What Romney Really Says to His Base When He Thinks Reporters Aren't Listening
Just two weeks ago, in what amounted to his opening speech of the general election campaign, Mitt Romney claimed that President Obama has big second-term plans that he’s afraid to tell voters about.
“He does not want to share his real plans before the election, either with the public or with the press,” Romney said on April 4. “By flexibility, he means that what the American public doesn’t know won’t hurt him. He is intent on hiding. You and I will have to do the seeking.”
Given the politically expedient ideological shifts that have defined his political career and his lack of specificity on the most sensitive issues in the current campaign, there was plenty of irony in Romney’s charge – irony that is further underscored by what happened last night. Per NBC’s Garrett Haake:
Mitt Romney went well beyond his standard stump speech at a closed-door fundraiser on Sunday evening, and offered some of the most specific details to date about the policies he would pursue if elected.
In a speech to donors in the backyard of a private home here, the former Massachusetts governor and presumptive GOP presidential nominee outlined his plans to potentially eliminate or consolidate federal agencies, win back Latino voters and reform the nation’s tax code.
The fundraiser was held inside a Palm Beach house, but apparently Romney’s remarks were audible to reporters gathered outside.
From a policy standpoint, the biggest revelation appears to be that he would look to eliminate the second home mortgage deduction and deductions for state and local taxes in order to keep his promise to cut tax rates across-the-board without lowering the overall share of the tax burden that wealthy Americans shoulder.
Perhaps more notable, though, were comments from Romney – and his wife – about his campaign’s strategic thinking.
Romney spoke in broad terms about his desire to merge or eliminate various departments and agencies and floating HUD as a possible contender for elimination, before saying: “But I’m not going to actually go through these one by one.” He then apparently told the crowd that he would overhaul the Education department but wouldn’t eliminate it altogether, in part because trying to do so would cause severe political blowback.
Essentially, Romney was admitting to his donor friends that his goal as a candidate is to avoid letting voters see the fine print on most of his promises, lest they find something to object to. This smacks of the intentional campaign trail vagueness that he’s been accusing Obama of. It also reflects the same calculation that Democrats say defines the Paul Ryan budget blueprint that Republicans have rallied behind, a document that calls for paying for massive tax cuts by closing loopholes and ending various deductions without specifying any.
Romney also acknowledged the struggles he faces with Hispanic voters, among whom he trailed Obama by 56 points, 70 to 14 percent, in one recent survey. Here, Romney’s problems are twofold. There’s the ultra-hard-line posture on immigration he adopted in this year’s Republican primaries, and then there’s his party’s overall reputation for similar hostility. He told the donors that “we’re going to be able to get Hispanic voters” by running on the GOP’s version of the DREAM Act and focusing attention on the economy.

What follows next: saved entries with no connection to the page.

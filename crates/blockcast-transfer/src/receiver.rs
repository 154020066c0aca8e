//! Block receiver: one resident reassembly, fed chunk by chunk.
//!
//! The buffer/bitmap arena is allocated once at construction and reused for
//! every block. Exactly one block is in flight: a chunk carrying a
//! different block id discards the resident state and starts fresh. Bad
//! inputs (short packets, out-of-range or duplicate parts) are dropped and
//! counted; they never abort the in-flight reassembly.

use std::time::{Duration, Instant, SystemTime, UNIX_EPOCH};

use tracing::{debug, info, warn};

use blockcast_mqttsn::DeliveryError;

use crate::bitmap::PartBitmap;
use crate::sniff::detect_extension;
use crate::store::BlockStore;
use crate::wire::{BLOCK_BUFFER_SIZE, CHUNK_PAYLOAD, ChunkHeader, MAX_PARTS, StatusMessage};

/// A block with no accepted chunk for this long is evicted by the sweep.
const REASSEMBLY_TIMEOUT: Duration = Duration::from_millis(120_000);

/// Where the receiver's reports go: status messages back to the sender and
/// a completion note for observers. Both are best-effort from the
/// receiver's point of view.
pub trait StatusOutlet {
    fn send_status(&mut self, status: &StatusMessage) -> Result<(), DeliveryError>;
    fn notify_complete(&mut self, note: &CompletionNote) -> Result<(), DeliveryError>;
}

/// Summary of a finished block.
#[derive(Debug, Clone, PartialEq, Eq)]
pub struct CompletionNote {
    pub block_id: u16,
    pub size: u32,
    pub parts: u16,
    pub extension: &'static str,
}

/// Metadata for the resident block; the arena itself lives on the
/// reassembler so it survives block turnover.
struct Assembly {
    block_id: u16,
    total_parts: u16,
    /// Known only once the final part has arrived.
    total_length: Option<u32>,
    last_update: Instant,
}

pub struct Reassembler {
    buffer: Box<[u8]>,
    bitmap: PartBitmap,
    max_parts: u16,
    timeout: Duration,
    active: Option<Assembly>,
    packets_received: u64,
    duplicates: u64,
    out_of_range: u64,
    malformed: u64,
}

impl Default for Reassembler {
    fn default() -> Self {
        Self::new()
    }
}

impl Reassembler {
    pub fn new() -> Self {
        Self::with_limits(BLOCK_BUFFER_SIZE, MAX_PARTS, REASSEMBLY_TIMEOUT)
    }

    /// Size the arena explicitly; tests shrink it.
    pub fn with_limits(capacity: usize, max_parts: u16, timeout: Duration) -> Self {
        Self {
            buffer: vec![0u8; capacity].into_boxed_slice(),
            bitmap: PartBitmap::new(max_parts),
            max_parts,
            timeout,
            active: None,
            packets_received: 0,
            duplicates: 0,
            out_of_range: 0,
            malformed: 0,
        }
    }

    /// True while a block is resident.
    pub fn is_active(&self) -> bool {
        self.active.is_some()
    }

    pub fn packets_received(&self) -> u64 {
        self.packets_received
    }

    pub fn duplicates(&self) -> u64 {
        self.duplicates
    }

    pub fn out_of_range(&self) -> u64 {
        self.out_of_range
    }

    pub fn malformed(&self) -> u64 {
        self.malformed
    }

    /// Parts accepted for the resident block, 0 when idle.
    pub fn received_parts(&self) -> u16 {
        if self.active.is_some() {
            self.bitmap.received()
        } else {
            0
        }
    }

    /// Consume one raw chunk packet. Side effects flow through the sink
    /// (finished blocks) and the outlet (status and completion reports).
    pub fn on_chunk(&mut self, raw: &[u8], sink: &dyn BlockStore, outlet: &mut dyn StatusOutlet) {
        self.packets_received += 1;

        let Some(header) = ChunkHeader::parse(raw) else {
            self.malformed += 1;
            warn!(len = raw.len(), "chunk packet shorter than header, dropped");
            return;
        };
        let payload = &raw[crate::wire::CHUNK_HEADER..];
        let data_len = header.data_len as usize;
        if payload.len() < data_len {
            self.malformed += 1;
            warn!(
                declared = data_len,
                carried = payload.len(),
                "chunk payload shorter than declared, dropped"
            );
            return;
        }

        // A different block id takes over the arena wholesale.
        let resident = self
            .active
            .as_ref()
            .map(|assembly| assembly.block_id == header.block_id)
            .unwrap_or(false);
        if !resident && !self.begin_block(&header) {
            return;
        }
        let Some(assembly) = self.active.as_mut() else {
            return;
        };

        if header.part_num == 0 || header.part_num > assembly.total_parts {
            self.out_of_range += 1;
            warn!(
                part = header.part_num,
                total = assembly.total_parts,
                "part number out of range, dropped"
            );
            return;
        }

        if self.bitmap.get(header.part_num) {
            self.duplicates += 1;
            debug!(
                part = header.part_num,
                duplicates = self.duplicates,
                "duplicate chunk ignored"
            );
            return;
        }

        let offset = (header.part_num - 1) as usize * CHUNK_PAYLOAD;
        if offset + data_len > self.buffer.len() {
            warn!(
                part = header.part_num,
                offset,
                data_len,
                capacity = self.buffer.len(),
                "chunk would overflow the reassembly buffer, dropped"
            );
            return;
        }

        self.buffer[offset..offset + data_len].copy_from_slice(&payload[..data_len]);
        self.bitmap.set(header.part_num);
        assembly.last_update = Instant::now();

        let received = self.bitmap.received();
        if received % 10 == 0 || received == assembly.total_parts {
            info!(received, total = assembly.total_parts, "reassembly progress");
        }

        if header.part_num == assembly.total_parts {
            // The final part fixes the block's true length.
            assembly.total_length = Some((offset + data_len) as u32);

            if received < assembly.total_parts {
                let missing = self.bitmap.missing_parts();
                warn!(
                    block_id = assembly.block_id,
                    missing = missing.len(),
                    "final chunk arrived with gaps"
                );
                let report = StatusMessage::missing(assembly.block_id, &missing);
                if let Err(e) = outlet.send_status(&report) {
                    warn!("failed to send MISSING status: {}", e);
                }
            }
        }

        if self.bitmap.is_complete() {
            self.finish(sink, outlet);
        }
    }

    /// Evict the resident block if it has seen no chunk for the timeout.
    /// Partial data is discarded without notification.
    pub fn check_timeout(&mut self, now: Instant) {
        if let Some(assembly) = &self.active {
            if now.duration_since(assembly.last_update) > self.timeout {
                warn!(
                    block_id = assembly.block_id,
                    received = self.bitmap.received(),
                    total = assembly.total_parts,
                    "reassembly timed out, discarding partial block"
                );
                self.active = None;
            }
        }
    }

    fn begin_block(&mut self, header: &ChunkHeader) -> bool {
        if let Some(old) = self.active.take() {
            warn!(
                old_block = old.block_id,
                new_block = header.block_id,
                received = self.bitmap.received(),
                "new block id takes over, discarding resident state"
            );
        }
        if header.total_parts == 0 || header.total_parts > self.max_parts {
            self.malformed += 1;
            warn!(
                total_parts = header.total_parts,
                max = self.max_parts,
                "unsupported chunk count, block refused"
            );
            return false;
        }

        self.bitmap.reset(header.total_parts);
        self.buffer.fill(0);
        self.active = Some(Assembly {
            block_id: header.block_id,
            total_parts: header.total_parts,
            total_length: None,
            last_update: Instant::now(),
        });
        info!(
            block_id = header.block_id,
            total_parts = header.total_parts,
            "new block assembly started"
        );
        true
    }

    fn finish(&mut self, sink: &dyn BlockStore, outlet: &mut dyn StatusOutlet) {
        let Some(assembly) = self.active.take() else {
            return;
        };
        let total_length = assembly.total_length.unwrap_or(0) as usize;
        let data = &self.buffer[..total_length];
        let extension = detect_extension(data);

        info!(
            block_id = assembly.block_id,
            size = total_length,
            parts = assembly.total_parts,
            extension,
            duplicates = self.duplicates,
            out_of_range = self.out_of_range,
            "block transfer complete"
        );

        // Best effort: the protocol is satisfied once the block is whole,
        // a sink failure does not reopen it.
        let name = format!(
            "received/block_{}_{}{}",
            assembly.block_id,
            unix_seconds(),
            extension
        );
        match sink.write(&name, data) {
            Ok(()) => info!(name = %name, "block stored"),
            Err(e) => warn!(name = %name, "failed to store block: {}", e),
        }

        let note = CompletionNote {
            block_id: assembly.block_id,
            size: total_length as u32,
            parts: assembly.total_parts,
            extension,
        };
        if let Err(e) = outlet.notify_complete(&note) {
            warn!("failed to publish completion note: {}", e);
        }
        if let Err(e) = outlet.send_status(&StatusMessage::complete(assembly.block_id)) {
            warn!("failed to send COMPLETE status: {}", e);
        }
    }
}

fn unix_seconds() -> u64 {
    SystemTime::now()
        .duration_since(UNIX_EPOCH)
        .map(|d| d.as_secs())
        .unwrap_or(0)
}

Perhaps the most interesting nugget: Both Mitt and Ann Romney were apparently gleeful in talking about the comment from Democratic talking head Hilary Rosen that the Romney campaign pretended last week was an attack by an “Obama advisor.” Per Haake:
“It was my early birthday present for someone to be critical of me as a mother, and that was really a defining moment, and I loved it,” Mrs. Romney said.
Gov. Romney went further in engaging the so-called “war on moms” that followed in the media — upon which his campaign has been aggressively fundraising — calling it a “gift” that allowed his campaign to show contrast with Democrats in the general election’s first week.
When Romney accused Obama of keeping his real plans from voters a few weeks ago, it demonstrated his desire to wage an “I’m rubber, you’re glue” general election campaign. As Steve Benen put it at the time: “It’s a basic idea we’ve all seen many times. A politician and his or her team identify their biggest weaknesses and then start accusing their rival of being guilty of that same thing.”